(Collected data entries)
• • • • •

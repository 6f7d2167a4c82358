//! Persistence gateway over a partitioned JSON document store.

pub mod appointments;
pub mod memory;
pub mod postgres;
pub mod users;

use async_trait::async_trait;
use serde_json::Value;

pub use memory::MemoryDocumentStore;
pub use postgres::PgDocumentStore;

/// Create/query access to containers of JSON documents. Each document has a
/// string `id` and is written under a partition key; `(container, partition
/// key, id)` is unique.
#[async_trait]
pub trait DocumentStore: Send + Sync {
    async fn create(
        &self,
        container: &str,
        partition_key: &str,
        document: &Value,
    ) -> Result<(), StoreError>;

    /// Documents matching every filter, in insertion order.
    async fn query(&self, container: &str, query: &DocumentQuery) -> Result<Vec<Value>, StoreError>;
}

#[derive(Debug, Clone, PartialEq)]
pub enum PartitionScope {
    Partition(String),
    CrossPartition,
}

/// Top-level field equality filter.
#[derive(Debug, Clone, PartialEq)]
pub struct FieldFilter {
    pub field: String,
    pub value: Value,
}

#[derive(Debug, Clone, PartialEq)]
pub struct DocumentQuery {
    pub filters: Vec<FieldFilter>,
    pub scope: PartitionScope,
}

impl DocumentQuery {
    pub fn in_partition(partition_key: &str) -> Self {
        DocumentQuery {
            filters: Vec::new(),
            scope: PartitionScope::Partition(partition_key.to_string()),
        }
    }

    pub fn cross_partition() -> Self {
        DocumentQuery {
            filters: Vec::new(),
            scope: PartitionScope::CrossPartition,
        }
    }

    pub fn where_eq(mut self, field: &str, value: impl Into<Value>) -> Self {
        self.filters.push(FieldFilter {
            field: field.to_string(),
            value: value.into(),
        });
        self
    }

    pub fn matches(&self, partition_key: &str, document: &Value) -> bool {
        if let PartitionScope::Partition(key) = &self.scope {
            if key != partition_key {
                return false;
            }
        }
        self.filters
            .iter()
            .all(|f| document.get(&f.field) == Some(&f.value))
    }
}

#[derive(Debug)]
pub enum StoreError {
    Database(sqlx::Error),
    Conflict { message: String, code: Option<String> },
    InvalidDocument(String),
    Codec(serde_json::Error),
}

impl StoreError {
    /// Backend-provided status code, when the backend reported one.
    pub fn code(&self) -> Option<String> {
        match self {
            StoreError::Database(sqlx::Error::Database(db_err)) => {
                db_err.code().map(|c| c.into_owned())
            }
            StoreError::Conflict { code, .. } => code.clone(),
            _ => None,
        }
    }
}

impl std::fmt::Display for StoreError {
    fn fmt(&self, f: &mut std::fmt::Formatter<'_>) -> std::fmt::Result {
        match self {
            StoreError::Database(err) => write!(f, "Database error: {err}"),
            StoreError::Conflict { message, .. } => write!(f, "Conflict: {message}"),
            StoreError::InvalidDocument(msg) => write!(f, "Invalid document: {msg}"),
            StoreError::Codec(err) => write!(f, "Document codec error: {err}"),
        }
    }
}

impl std::error::Error for StoreError {}

impl From<sqlx::Error> for StoreError {
    fn from(err: sqlx::Error) -> Self {
        match err {
            sqlx::Error::Database(ref db_err) if db_err.is_unique_violation() => {
                StoreError::Conflict {
                    message: db_err.message().to_string(),
                    code: db_err.code().map(|c| c.into_owned()),
                }
            }
            _ => StoreError::Database(err),
        }
    }
}

impl From<serde_json::Error> for StoreError {
    fn from(err: serde_json::Error) -> Self {
        StoreError::Codec(err)
    }
}

/// The `id` of a document about to be written.
pub(crate) fn document_id(document: &Value) -> Result<&str, StoreError> {
    document
        .get("id")
        .and_then(Value::as_str)
        .filter(|id| !id.is_empty())
        .ok_or_else(|| StoreError::InvalidDocument("missing string 'id'".to_string()))
}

• • • • •

What is expected: Find the lines above that contain the word "sqlx" and collect them.

Worked solution:
    Database(sqlx::Error),
            StoreError::Database(sqlx::Error::Database(db_err)) => {
impl From<sqlx::Error> for StoreError {
    fn from(err: sqlx::Error) -> Self {
            sqlx::Error::Database(ref db_err) if db_err.is_unique_violation() => {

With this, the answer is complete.